**What this task involves**
Output the full listing word for word.

**Data**
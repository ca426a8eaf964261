// ============================================================================
// SEARCH VIEW - Búsqueda de tickers con autocompletado
// ============================================================================
// La vista es una función pura del SearchState: el input dispara
// vm.on_input() y el viewmodel notifica para re-renderizar.
// ============================================================================

use wasm_bindgen::prelude::*;
use wasm_bindgen::JsCast;
use web_sys::{Element, HtmlInputElement};

use crate::config::CONFIG;
use crate::dom::{
    append_child, create_element, get_element_by_id, on_click, on_input, set_attribute,
    set_class_name, set_inner_html, ElementBuilder,
};
use crate::models::SearchResult;
use crate::state::AppState;
use crate::utils::{navigate_to, ROUTE_TICKER_PREFIX};
use crate::viewmodels::{SearchState, SearchViewModel};
use crate::views::render_header;

/// Renderizar vista de búsqueda
pub fn render_search(state: &AppState, vm: &SearchViewModel) -> Result<Element, JsValue> {
    let screen = ElementBuilder::new("div")?.class("search-screen").build();
    append_child(&screen, &render_header(state)?)?;

    let container = ElementBuilder::new("div")?
        .class("search-container")
        .build();

    let title = ElementBuilder::new("h2")?
        .class("search-title")
        .text("Search stocks")
        .build();
    append_child(&container, &title)?;

    // El valor del input persiste entre re-renders vía el estado del VM
    let current_query = query_of(&vm.get_state());

    let input = create_element("input")?;
    set_attribute(&input, "type", "text")?;
    set_attribute(&input, "id", "ticker-search")?;
    set_attribute(&input, "placeholder", "Ticker or company name...")?;
    set_attribute(&input, "autocomplete", "off")?;
    set_attribute(&input, "value", &current_query)?;
    set_class_name(&input, "search-input");

    {
        let vm = vm.clone();
        on_input(&input, move |e: web_sys::InputEvent| {
            if let Some(target) = e.target().and_then(|t| t.dyn_into::<HtmlInputElement>().ok()) {
                vm.on_input(&target.value());
            }
        })?;
    }
    append_child(&container, &input)?;

    // Panel de resultados según el estado del pipeline
    let panel = ElementBuilder::new("div")?
        .id("search-results")?
        .class("search-results")
        .build();
    append_child(&panel, &render_results_content(&vm.get_state())?)?;
    append_child(&container, &panel)?;

    append_child(&screen, &container)?;
    Ok(screen)
}

/// Actualización incremental: reemplazar SOLO el contenido del panel de
/// resultados. El input no se reconstruye, así el foco y el cursor del
/// usuario sobreviven a cada notificación del pipeline.
pub fn update_results_panel(vm: &SearchViewModel) {
    match get_element_by_id("search-results") {
        Some(panel) => {
            set_inner_html(&panel, "");
            match render_results_content(&vm.get_state()) {
                Ok(content) => {
                    let _ = append_child(&panel, &content);
                }
                Err(e) => log::error!("❌ Error renderizando resultados: {:?}", e),
            }
        }
        // El panel no está montado (otra vista): render completo
        None => crate::rerender_app(),
    }
}

fn query_of(state: &SearchState) -> String {
    match state {
        SearchState::Idle => String::new(),
        SearchState::Debouncing { query }
        | SearchState::Loading { query }
        | SearchState::Showing { query, .. }
        | SearchState::Empty { query }
        | SearchState::Errored { query, .. } => query.clone(),
    }
}

fn render_results_content(state: &SearchState) -> Result<Element, JsValue> {
    let panel = ElementBuilder::new("div")?.class("results-content").build();

    match state {
        SearchState::Idle => {
            let hint = ElementBuilder::new("p")?
                .class("search-hint")
                .text(&format!(
                    "Type at least {} characters to search",
                    CONFIG.search_config.min_query_len
                ))
                .build();
            append_child(&panel, &hint)?;
        }
        SearchState::Debouncing { .. } | SearchState::Loading { .. } => {
            let spinner = ElementBuilder::new("div")?
                .class("search-loading")
                .text("⏳ Searching...")
                .build();
            append_child(&panel, &spinner)?;
        }
        SearchState::Showing { results, .. } => {
            let list = ElementBuilder::new("ul")?.class("result-list").build();
            for result in results {
                append_child(&list, &render_result_item(result)?)?;
            }
            append_child(&panel, &list)?;
        }
        SearchState::Empty { query } => {
            let empty = ElementBuilder::new("p")?
                .class("search-empty")
                .text(&format!("No results for \"{}\"", query))
                .build();
            append_child(&panel, &empty)?;
        }
        SearchState::Errored { message, .. } => {
            let error = ElementBuilder::new("div")?
                .class("search-error")
                .text(message)
                .build();
            append_child(&panel, &error)?;
        }
    }

    Ok(panel)
}

fn render_result_item(result: &SearchResult) -> Result<Element, JsValue> {
    let item = ElementBuilder::new("li")?.class("result-item").build();

    let ticker = ElementBuilder::new("span")?
        .class("result-ticker")
        .text(&result.ticker)
        .build();
    let name = ElementBuilder::new("span")?
        .class("result-company")
        .text(&result.company_name)
        .build();

    append_child(&item, &ticker)?;
    append_child(&item, &name)?;

    {
        let ticker = result.ticker.to_uppercase();
        on_click(&item, move |_| {
            navigate_to(&format!("{}{}", ROUTE_TICKER_PREFIX, ticker));
        })?;
    }

    Ok(item)
}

**The completed task**
repository ca426a8eaf964261
// ============================================================================
// SEARCH VIEW - Búsqueda de tickers con autocompletado
// ============================================================================
// La vista es una función pura del SearchState: el input dispara
// vm.on_input() y el viewmodel notifica para re-renderizar.
// ============================================================================

use wasm_bindgen::prelude::*;
use wasm_bindgen::JsCast;
use web_sys::{Element, HtmlInputElement};

use crate::config::CONFIG;
use crate::dom::{
    append_child, create_element, get_element_by_id, on_click, on_input, set_attribute,
    set_class_name, set_inner_html, ElementBuilder,
};
use crate::models::SearchResult;
use crate::state::AppState;
use crate::utils::{navigate_to, ROUTE_TICKER_PREFIX};
use crate::viewmodels::{SearchState, SearchViewModel};
use crate::views::render_header;

/// Renderizar vista de búsqueda
pub fn render_search(state: &AppState, vm: &SearchViewModel) -> Result<Element, JsValue> {
    let screen = ElementBuilder::new("div")?.class("search-screen").build();
    append_child(&screen, &render_header(state)?)?;

    let container = ElementBuilder::new("div")?
        .class("search-container")
        .build();

    let title = ElementBuilder::new("h2")?
        .class("search-title")
        .text("Search stocks")
        .build();
    append_child(&container, &title)?;

    // El valor del input persiste entre re-renders vía el estado del VM
    let current_query = query_of(&vm.get_state());

    let input = create_element("input")?;
    set_attribute(&input, "type", "text")?;
    set_attribute(&input, "id", "ticker-search")?;
    set_attribute(&input, "placeholder", "Ticker or company name...")?;
    set_attribute(&input, "autocomplete", "off")?;
    set_attribute(&input, "value", &current_query)?;
    set_class_name(&input, "search-input");

    {
        let vm = vm.clone();
        on_input(&input, move |e: web_sys::InputEvent| {
            if let Some(target) = e.target().and_then(|t| t.dyn_into::<HtmlInputElement>().ok()) {
                vm.on_input(&target.value());
            }
        })?;
    }
    append_child(&container, &input)?;

    // Panel de resultados según el estado del pipeline
    let panel = ElementBuilder::new("div")?
        .id("search-results")?
        .class("search-results")
        .build();
    append_child(&panel, &render_results_content(&vm.get_state())?)?;
    append_child(&container, &panel)?;

    append_child(&screen, &container)?;
    Ok(screen)
}

/// Actualización incremental: reemplazar SOLO el contenido del panel de
/// resultados. El input no se reconstruye, así el foco y el cursor del
/// usuario sobreviven a cada notificación del pipeline.
pub fn update_results_panel(vm: &SearchViewModel) {
    match get_element_by_id("search-results") {
        Some(panel) => {
            set_inner_html(&panel, "");
            match render_results_content(&vm.get_state()) {
                Ok(content) => {
                    let _ = append_child(&panel, &content);
                }
                Err(e) => log::error!("❌ Error renderizando resultados: {:?}", e),
            }
        }
        // El panel no está montado (otra vista): render completo
        None => crate::rerender_app(),
    }
}

fn query_of(state: &SearchState) -> String {
    match state {
        SearchState::Idle => String::new(),
        SearchState::Debouncing { query }
        | SearchState::Loading { query }
        | SearchState::Showing { query, .. }
        | SearchState::Empty { query }
        | SearchState::Errored { query, .. } => query.clone(),
    }
}

fn render_results_content(state: &SearchState) -> Result<Element, JsValue> {
    let panel = ElementBuilder::new("div")?.class("results-content").build();

    match state {
        SearchState::Idle => {
            let hint = ElementBuilder::new("p")?
                .class("search-hint")
                .text(&format!(
                    "Type at least {} characters to search",
                    CONFIG.search_config.min_query_len
                ))
                .build();
            append_child(&panel, &hint)?;
        }
        SearchState::Debouncing { .. } | SearchState::Loading { .. } => {
            let spinner = ElementBuilder::new("div")?
                .class("search-loading")
                .text("⏳ Searching...")
                .build();
            append_child(&panel, &spinner)?;
        }
        SearchState::Showing { results, .. } => {
            let list = ElementBuilder::new("ul")?.class("result-list").build();
            for result in results {
                append_child(&list, &render_result_item(result)?)?;
            }
            append_child(&panel, &list)?;
        }
        SearchState::Empty { query } => {
            let empty = ElementBuilder::new("p")?
                .class("search-empty")
                .text(&format!("No results for \"{}\"", query))
                .build();
            append_child(&panel, &empty)?;
        }
        SearchState::Errored { message, .. } => {
            let error = ElementBuilder::new("div")?
                .class("search-error")
                .text(message)
                .build();
            append_child(&panel, &error)?;
        }
    }

    Ok(panel)
}

fn render_result_item(result: &SearchResult) -> Result<Element, JsValue> {
    let item = ElementBuilder::new("li")?.class("result-item").build();

    let ticker = ElementBuilder::new("span")?
        .class("result-ticker")
        .text(&result.ticker)
        .build();
    let name = ElementBuilder::new("span")?
        .class("result-company")
        .text(&result.company_name)
        .build();

    append_child(&item, &ticker)?;
    append_child(&item, &name)?;

    {
        let ticker = result.ticker.to_uppercase();
        on_click(&item, move |_| {
            navigate_to(&format!("{}{}", ROUTE_TICKER_PREFIX, ticker));
        })?;
    }

    Ok(item)
}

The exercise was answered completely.